[WHAT TO WORK ON]: Pull every line containing "BTreeMap" from the data.

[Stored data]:
·····
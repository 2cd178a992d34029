#![no_main]
use libfuzzer_sys::fuzz_target;
use std::path::Path;

use buildstamp::stamp::patterns::PatternSet;
use buildstamp::stamp::resolver::Resolver;

fuzz_target!(|data: &str| {
    // Status parsing and derivation should never panic on arbitrary input
    if let Ok(set) = PatternSet::general() {
        let _ = Resolver::new(set).resolve([(Path::new("fuzz"), data)]);
    }
});
use anyhow::{Context, Result};
use std::path::{Path, PathBuf};
use tokio::fs;
use tracing::info;

use crate::filesystem::output::write_output;
use crate::stamp::format::VarFormat;
use crate::stamp::resolver::{render, Resolver, VarMap};

/// Inputs of one `gen` run.
#[derive(Debug, Clone)]
pub struct GenerateRequest {
    pub output: PathBuf,
    pub template: PathBuf,
    pub var_format: String,
    pub status_files: Vec<PathBuf>,
}

/// Reads every status file and resolves the final mapping.
pub async fn resolve_files(resolver: &Resolver, status_files: &[PathBuf]) -> Result<VarMap> {
    let mut contents = Vec::with_capacity(status_files.len());
    for path in status_files {
        let text = fs::read_to_string(path)
            .await
            .with_context(|| format!("Failed to read status file {}", path.display()))?;
        contents.push(text);
    }
    let sources = status_files
        .iter()
        .map(PathBuf::as_path)
        .zip(contents.iter().map(String::as_str));
    Ok(resolver.resolve(sources)?)
}

/// Resolves, renders and writes the output file. Nothing is written unless
/// every input parsed and the template rendered.
pub async fn generate(resolver: &Resolver, req: &GenerateRequest) -> Result<VarMap> {
    let format = VarFormat::parse(&req.var_format)
        .with_context(|| format!("Invalid --var_format {:?}", req.var_format))?;
    let template = read_template(&req.template).await?;
    let vars = resolve_files(resolver, &req.status_files).await?;

    println!(
        "INFO: Formatting buildstamp variables with format: {}",
        format.as_str()
    );
    let rendered = render(&template, &format, &vars)
        .with_context(|| format!("Failed to render template {}", req.template.display()))?;
    write_output(&req.output, &rendered).await?;
    info!(output = %req.output.display(), vars = vars.len(), "wrote buildstamp output");
    Ok(vars)
}

async fn read_template(path: &Path) -> Result<String> {
    fs::read_to_string(path)
        .await
        .with_context(|| format!("Failed to read template {}", path.display()))
}
use regex::Regex;
use std::collections::BTreeMap;

use crate::stamp::defaults::{GENERAL_DEFAULTS, LEGACY_EXTRA_DEFAULTS};
use crate::stamp::error::StampError;

pub const GENERAL: &str = "general";
pub const LEGACY: &str = "legacy";

// Train names: legacy "yyyy.<number>" / "yyyy.R<number>", current "yyyy.K<number>[.<number>]...".
const GENERAL_TRAIN: &str = r"\d{4}\.(R|K)?\d+[\d.]*";
// Older gamelet kernel builds only ever produced R trains.
const LEGACY_TRAIN: &str = r"\d{4}\.R+\d+";

// Candidate names have the format "<name>_RC<number>".
const RC_NUMBER: &str = r"_RC(\d+)$";

/// Uncompiled regex sources and defaults for one resolver flavour.
#[derive(Debug, Clone, PartialEq, Eq)]
pub struct PatternSpec {
    pub kokoro_release_train: String,
    pub rapid_release_train: String,
    pub scm_branch_release_train: String,
    pub rapid_rc_number: String,
    pub defaults: BTreeMap<String, String>,
}

impl PatternSpec {
    fn for_train(train: &str, defaults: BTreeMap<String, String>) -> Self {
        Self {
            kokoro_release_train: format!("({train})/release"),
            rapid_release_train: format!(r"({train})_RC\d+$"),
            scm_branch_release_train: format!("^release/gamelet/({train})"),
            rapid_rc_number: RC_NUMBER.to_string(),
            defaults,
        }
    }

    pub fn general() -> Self {
        Self::for_train(GENERAL_TRAIN, owned(GENERAL_DEFAULTS))
    }

    pub fn legacy() -> Self {
        let mut defaults = owned(GENERAL_DEFAULTS);
        defaults.extend(owned(LEGACY_EXTRA_DEFAULTS));
        Self::for_train(LEGACY_TRAIN, defaults)
    }

    pub fn builtin(name: &str) -> Option<Self> {
        match name {
            GENERAL => Some(Self::general()),
            LEGACY => Some(Self::legacy()),
            _ => None,
        }
    }

    pub fn compile(&self) -> Result<PatternSet, StampError> {
        Ok(PatternSet {
            kokoro_release_train: compile_one("kokoro_release_train", &self.kokoro_release_train)?,
            rapid_release_train: compile_one("rapid_release_train", &self.rapid_release_train)?,
            scm_branch_release_train: compile_one(
                "scm_branch_release_train",
                &self.scm_branch_release_train,
            )?,
            rapid_rc_number: compile_one("rapid_rc_number", &self.rapid_rc_number)?,
            defaults: self.defaults.clone(),
        })
    }
}

/// Compiled form of [`PatternSpec`], ready for the resolver.
#[derive(Debug, Clone)]
pub struct PatternSet {
    pub kokoro_release_train: Regex,
    pub rapid_release_train: Regex,
    pub scm_branch_release_train: Regex,
    pub rapid_rc_number: Regex,
    pub defaults: BTreeMap<String, String>,
}

impl PatternSet {
    pub fn general() -> Result<Self, StampError> {
        PatternSpec::general().compile()
    }

    pub fn legacy() -> Result<Self, StampError> {
        PatternSpec::legacy().compile()
    }
}

/// Returns capture group 1 of the leftmost match, if any.
pub fn first_group<'h>(re: &Regex, haystack: &'h str) -> Option<&'h str> {
    re.captures(haystack)
        .and_then(|c| c.get(1))
        .map(|m| m.as_str())
}

fn compile_one(name: &'static str, src: &str) -> Result<Regex, StampError> {
    let re = Regex::new(src).map_err(|source| StampError::Pattern { name, source })?;
    if re.captures_len() < 2 {
        return Err(StampError::PatternMissingGroup(name));
    }
    Ok(re)
}

fn owned(pairs: &[(&str, &str)]) -> BTreeMap<String, String> {
    pairs
        .iter()
        .map(|(k, v)| (k.to_string(), v.to_string()))
        .collect()
}

#[cfg(test)]
mod tests {
    use super::*;

    #[test]
    fn general_kokoro_pattern_accepts_k_trains_with_dot_groups() {
        let set = PatternSet::general().unwrap();
        assert_eq!(
            first_group(&set.kokoro_release_train, "foo/2024.K17/release/bar"),
            Some("2024.K17")
        );
        assert_eq!(
            first_group(&set.kokoro_release_train, "prod/2023.K5.1.2/release"),
            Some("2023.K5.1.2")
        );
        assert_eq!(
            first_group(&set.kokoro_release_train, "x/2019.42/release"),
            Some("2019.42")
        );
    }

    #[test]
    fn legacy_kokoro_pattern_rejects_k_and_dot_groups() {
        let set = PatternSet::legacy().unwrap();
        assert_eq!(first_group(&set.kokoro_release_train, "foo/2024.K17/release"), None);
        assert_eq!(first_group(&set.kokoro_release_train, "foo/2019.42/release"), None);
        assert_eq!(
            first_group(&set.kokoro_release_train, "foo/2020.R3/release"),
            Some("2020.R3")
        );
        // The dotted suffix is not part of a legacy train, so "/release" must follow the digits.
        assert_eq!(first_group(&set.kokoro_release_train, "foo/2020.R3.1/release"), None);
    }

    #[test]
    fn rapid_patterns_are_end_anchored() {
        let set = PatternSet::general().unwrap();
        assert_eq!(first_group(&set.rapid_rc_number, "mybuild_RC42"), Some("42"));
        assert_eq!(first_group(&set.rapid_rc_number, "mybuild_RC42_extra"), None);
        assert_eq!(
            first_group(&set.rapid_release_train, "gamelet_2024.K3_RC07"),
            Some("2024.K3")
        );
        assert_eq!(first_group(&set.rapid_release_train, "gamelet_2024.K3_RC07x"), None);
    }

    #[test]
    fn scm_branch_pattern_is_start_anchored() {
        let set = PatternSet::general().unwrap();
        assert_eq!(
            first_group(&set.scm_branch_release_train, "release/gamelet/2022.R12"),
            Some("2022.R12")
        );
        assert_eq!(
            first_group(&set.scm_branch_release_train, "user/release/gamelet/2022.R12"),
            None
        );
    }

    #[test]
    fn legacy_defaults_add_scm_status() {
        let general = PatternSpec::general();
        let legacy = PatternSpec::legacy();
        assert_eq!(general.defaults.len(), 13);
        assert_eq!(legacy.defaults.len(), 14);
        assert_eq!(legacy.defaults.get("STABLE_BUILD_SCM_STATUS").map(String::as_str), Some(""));
        assert!(!general.defaults.contains_key("STABLE_BUILD_SCM_STATUS"));
    }

    #[test]
    fn compile_rejects_bad_regex_and_missing_group() {
        let mut spec = PatternSpec::general();
        spec.rapid_rc_number = "(".to_string();
        assert!(matches!(
            spec.compile(),
            Err(StampError::Pattern { name: "rapid_rc_number", .. })
        ));
        spec.rapid_rc_number = r"_RC\d+$".to_string();
        assert!(matches!(
            spec.compile(),
            Err(StampError::PatternMissingGroup("rapid_rc_number"))
        ));
    }

    #[test]
    fn builtin_lookup() {
        assert_eq!(PatternSpec::builtin("general"), Some(PatternSpec::general()));
        assert_eq!(PatternSpec::builtin("legacy"), Some(PatternSpec::legacy()));
        assert_eq!(PatternSpec::builtin("nope"), None);
    }
}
·····
[OUTPUT OF THE EXERCISE]:
use std::collections::BTreeMap;
    pub defaults: BTreeMap<String, String>,
    fn for_train(train: &str, defaults: BTreeMap<String, String>) -> Self {
    pub defaults: BTreeMap<String, String>,
fn owned(pairs: &[(&str, &str)]) -> BTreeMap<String, String> {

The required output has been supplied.